**Task directions**: For each line in the data below, write an exact copy.

--- Records supplied Enclosed Below ---

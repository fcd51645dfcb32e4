// Licensed under the Apache License, Version 2.0 or the MIT License.
// SPDX-License-Identifier: Apache-2.0 OR MIT
// Copyright Tock Contributors 2022.

//! Utility types and macros provided by the kernel crate.

pub mod cells;

/// The Tock Register Interface.
///
/// This is a re-export of the `tock-registers` crate provided for
/// convenience. Outside of MMIO, capsules use `register_bitfields!` with a
/// `LocalRegisterCopy` as a typed flag set.
pub mod registers {
    pub use tock_registers::fields::{Field, FieldValue};
    pub use tock_registers::interfaces;
    pub use tock_registers::register_bitfields;
    pub use tock_registers::{LocalRegisterCopy, RegisterLongName};
}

--- End of Enclosed Records supplied ---

**Result**:
repository fcd51645dfcb32e4
// Licensed under the Apache License, Version 2.0 or the MIT License.
// SPDX-License-Identifier: Apache-2.0 OR MIT
// Copyright Tock Contributors 2022.

//! Utility types and macros provided by the kernel crate.

pub mod cells;

/// The Tock Register Interface.
///
/// This is a re-export of the `tock-registers` crate provided for
/// convenience. Outside of MMIO, capsules use `register_bitfields!` with a
/// `LocalRegisterCopy` as a typed flag set.
pub mod registers {
    pub use tock_registers::fields::{Field, FieldValue};
    pub use tock_registers::interfaces;
    pub use tock_registers::register_bitfields;
    pub use tock_registers::{LocalRegisterCopy, RegisterLongName};
}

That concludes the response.